**Data to examine**
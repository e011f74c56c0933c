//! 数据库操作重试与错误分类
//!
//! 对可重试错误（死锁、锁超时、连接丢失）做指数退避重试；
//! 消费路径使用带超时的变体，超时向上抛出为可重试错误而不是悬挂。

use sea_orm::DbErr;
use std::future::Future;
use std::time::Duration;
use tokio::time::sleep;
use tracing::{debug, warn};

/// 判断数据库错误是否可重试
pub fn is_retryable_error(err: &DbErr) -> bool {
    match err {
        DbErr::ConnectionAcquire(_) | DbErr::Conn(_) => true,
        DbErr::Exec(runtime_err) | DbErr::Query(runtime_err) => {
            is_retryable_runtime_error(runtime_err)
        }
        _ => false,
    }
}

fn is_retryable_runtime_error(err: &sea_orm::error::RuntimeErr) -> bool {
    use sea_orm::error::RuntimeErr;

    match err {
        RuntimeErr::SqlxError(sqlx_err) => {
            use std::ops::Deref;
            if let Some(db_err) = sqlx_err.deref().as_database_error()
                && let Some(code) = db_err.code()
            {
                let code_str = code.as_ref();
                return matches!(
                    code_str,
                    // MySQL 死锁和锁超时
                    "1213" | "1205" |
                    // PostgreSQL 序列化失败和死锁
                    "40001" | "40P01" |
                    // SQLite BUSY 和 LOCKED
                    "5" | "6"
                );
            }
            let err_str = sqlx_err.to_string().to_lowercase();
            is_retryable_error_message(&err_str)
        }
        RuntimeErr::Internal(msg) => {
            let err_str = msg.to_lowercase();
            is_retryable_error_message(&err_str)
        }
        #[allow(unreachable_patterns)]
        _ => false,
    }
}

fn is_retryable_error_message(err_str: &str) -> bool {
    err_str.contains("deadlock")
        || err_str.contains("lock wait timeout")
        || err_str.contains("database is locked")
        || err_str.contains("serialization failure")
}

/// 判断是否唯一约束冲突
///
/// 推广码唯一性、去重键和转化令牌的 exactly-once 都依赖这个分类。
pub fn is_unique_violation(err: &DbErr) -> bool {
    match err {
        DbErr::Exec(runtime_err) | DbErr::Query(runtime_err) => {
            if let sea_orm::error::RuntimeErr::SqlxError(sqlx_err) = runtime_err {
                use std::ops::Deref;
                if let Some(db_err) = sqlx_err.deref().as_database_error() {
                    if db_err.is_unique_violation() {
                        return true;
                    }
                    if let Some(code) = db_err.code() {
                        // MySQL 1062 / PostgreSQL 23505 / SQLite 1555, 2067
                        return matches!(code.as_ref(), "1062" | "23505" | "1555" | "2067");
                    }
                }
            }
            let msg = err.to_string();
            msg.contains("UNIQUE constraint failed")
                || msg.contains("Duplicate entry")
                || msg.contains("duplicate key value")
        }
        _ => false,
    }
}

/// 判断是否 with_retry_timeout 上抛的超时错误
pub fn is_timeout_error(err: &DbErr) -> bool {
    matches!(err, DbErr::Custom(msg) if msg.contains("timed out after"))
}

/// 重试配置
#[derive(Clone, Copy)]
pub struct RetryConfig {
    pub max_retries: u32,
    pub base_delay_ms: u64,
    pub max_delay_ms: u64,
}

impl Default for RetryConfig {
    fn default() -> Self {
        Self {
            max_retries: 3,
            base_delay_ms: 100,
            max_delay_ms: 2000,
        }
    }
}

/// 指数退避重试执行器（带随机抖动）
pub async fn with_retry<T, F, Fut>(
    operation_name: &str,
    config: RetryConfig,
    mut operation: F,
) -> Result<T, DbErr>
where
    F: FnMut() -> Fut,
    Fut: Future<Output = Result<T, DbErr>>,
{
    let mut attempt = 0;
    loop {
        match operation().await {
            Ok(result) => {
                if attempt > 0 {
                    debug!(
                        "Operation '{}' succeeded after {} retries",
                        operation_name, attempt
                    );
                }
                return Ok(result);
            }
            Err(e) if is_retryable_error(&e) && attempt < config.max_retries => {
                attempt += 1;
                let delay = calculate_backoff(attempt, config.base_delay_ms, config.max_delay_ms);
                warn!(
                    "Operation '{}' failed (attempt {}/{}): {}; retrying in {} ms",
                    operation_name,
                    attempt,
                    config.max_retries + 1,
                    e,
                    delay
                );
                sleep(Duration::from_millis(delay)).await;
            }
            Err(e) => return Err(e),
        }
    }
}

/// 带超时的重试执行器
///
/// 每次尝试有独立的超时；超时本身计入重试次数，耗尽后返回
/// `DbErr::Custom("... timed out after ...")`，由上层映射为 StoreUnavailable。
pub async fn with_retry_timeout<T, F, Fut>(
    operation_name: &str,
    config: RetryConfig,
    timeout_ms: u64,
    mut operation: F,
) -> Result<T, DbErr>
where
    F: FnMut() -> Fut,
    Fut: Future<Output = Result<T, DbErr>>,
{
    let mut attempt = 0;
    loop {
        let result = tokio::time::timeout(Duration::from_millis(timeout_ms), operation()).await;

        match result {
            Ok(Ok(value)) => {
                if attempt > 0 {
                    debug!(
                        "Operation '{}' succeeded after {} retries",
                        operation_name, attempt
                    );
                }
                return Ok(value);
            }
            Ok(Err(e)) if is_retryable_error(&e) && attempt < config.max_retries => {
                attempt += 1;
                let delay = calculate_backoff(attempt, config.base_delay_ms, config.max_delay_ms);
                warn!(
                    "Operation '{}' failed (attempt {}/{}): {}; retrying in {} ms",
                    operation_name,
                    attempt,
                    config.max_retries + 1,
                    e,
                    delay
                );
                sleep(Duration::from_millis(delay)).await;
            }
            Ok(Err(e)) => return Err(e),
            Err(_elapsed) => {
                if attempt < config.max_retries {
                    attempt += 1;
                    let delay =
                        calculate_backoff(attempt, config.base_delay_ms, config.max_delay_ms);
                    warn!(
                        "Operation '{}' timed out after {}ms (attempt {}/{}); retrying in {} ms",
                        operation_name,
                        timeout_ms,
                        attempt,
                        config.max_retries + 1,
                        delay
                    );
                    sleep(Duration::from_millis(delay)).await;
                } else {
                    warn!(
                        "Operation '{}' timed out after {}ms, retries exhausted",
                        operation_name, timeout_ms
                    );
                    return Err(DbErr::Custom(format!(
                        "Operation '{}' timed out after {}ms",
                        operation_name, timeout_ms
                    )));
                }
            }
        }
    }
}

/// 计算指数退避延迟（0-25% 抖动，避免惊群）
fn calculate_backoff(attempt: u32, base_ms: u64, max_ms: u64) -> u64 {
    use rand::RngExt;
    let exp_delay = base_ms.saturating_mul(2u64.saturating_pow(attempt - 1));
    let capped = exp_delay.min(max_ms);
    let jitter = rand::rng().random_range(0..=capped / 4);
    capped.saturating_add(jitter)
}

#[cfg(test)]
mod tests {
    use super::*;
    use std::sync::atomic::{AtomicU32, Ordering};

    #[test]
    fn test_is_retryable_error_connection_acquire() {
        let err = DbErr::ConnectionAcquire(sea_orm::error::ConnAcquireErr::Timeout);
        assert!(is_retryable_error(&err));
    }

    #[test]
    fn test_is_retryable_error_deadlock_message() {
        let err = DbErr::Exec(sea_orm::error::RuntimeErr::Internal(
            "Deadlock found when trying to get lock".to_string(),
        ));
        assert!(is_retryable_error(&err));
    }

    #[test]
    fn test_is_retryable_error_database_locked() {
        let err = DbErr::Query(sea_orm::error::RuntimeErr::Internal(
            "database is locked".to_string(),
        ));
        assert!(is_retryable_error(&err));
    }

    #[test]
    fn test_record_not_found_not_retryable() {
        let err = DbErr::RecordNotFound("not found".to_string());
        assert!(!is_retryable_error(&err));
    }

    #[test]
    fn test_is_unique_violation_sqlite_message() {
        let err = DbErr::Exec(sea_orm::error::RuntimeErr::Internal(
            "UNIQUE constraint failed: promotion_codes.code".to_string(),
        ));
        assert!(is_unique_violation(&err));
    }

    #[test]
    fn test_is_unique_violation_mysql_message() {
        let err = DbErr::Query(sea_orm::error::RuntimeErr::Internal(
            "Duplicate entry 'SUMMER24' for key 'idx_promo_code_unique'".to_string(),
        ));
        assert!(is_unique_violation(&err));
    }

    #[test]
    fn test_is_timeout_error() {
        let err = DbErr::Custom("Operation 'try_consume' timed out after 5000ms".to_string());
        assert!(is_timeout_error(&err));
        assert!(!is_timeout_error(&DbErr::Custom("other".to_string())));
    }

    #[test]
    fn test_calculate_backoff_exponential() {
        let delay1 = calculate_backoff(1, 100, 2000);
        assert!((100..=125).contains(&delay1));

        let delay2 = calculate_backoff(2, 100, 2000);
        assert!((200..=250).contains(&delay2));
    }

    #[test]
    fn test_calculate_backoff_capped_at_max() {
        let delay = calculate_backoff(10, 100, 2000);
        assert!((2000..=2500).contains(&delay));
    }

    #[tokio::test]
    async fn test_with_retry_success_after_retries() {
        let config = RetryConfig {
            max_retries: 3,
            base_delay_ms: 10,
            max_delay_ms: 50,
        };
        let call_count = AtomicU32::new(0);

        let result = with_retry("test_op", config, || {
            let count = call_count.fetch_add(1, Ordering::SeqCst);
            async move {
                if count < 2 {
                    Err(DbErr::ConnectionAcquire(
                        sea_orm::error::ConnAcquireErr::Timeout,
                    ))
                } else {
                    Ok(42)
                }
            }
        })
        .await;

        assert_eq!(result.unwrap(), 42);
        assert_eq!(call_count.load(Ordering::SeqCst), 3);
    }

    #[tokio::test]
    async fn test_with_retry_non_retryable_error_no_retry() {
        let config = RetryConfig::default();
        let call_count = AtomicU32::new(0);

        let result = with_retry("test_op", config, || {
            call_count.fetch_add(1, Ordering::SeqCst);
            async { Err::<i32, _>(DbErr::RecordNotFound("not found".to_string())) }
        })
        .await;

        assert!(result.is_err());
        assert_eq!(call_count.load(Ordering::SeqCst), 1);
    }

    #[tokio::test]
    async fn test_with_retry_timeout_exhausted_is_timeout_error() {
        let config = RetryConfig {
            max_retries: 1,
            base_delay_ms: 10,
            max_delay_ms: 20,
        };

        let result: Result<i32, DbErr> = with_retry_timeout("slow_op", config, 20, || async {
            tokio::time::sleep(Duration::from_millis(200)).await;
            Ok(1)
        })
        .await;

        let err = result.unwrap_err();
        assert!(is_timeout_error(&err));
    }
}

**Activity**
Pull out each line of the records holding the string "failed".

**Output for this exercise**
            msg.contains("UNIQUE constraint failed")
                    "Operation '{}' failed (attempt {}/{}): {}; retrying in {} ms",
                    "Operation '{}' failed (attempt {}/{}): {}; retrying in {} ms",
            "UNIQUE constraint failed: promotion_codes.code".to_string(),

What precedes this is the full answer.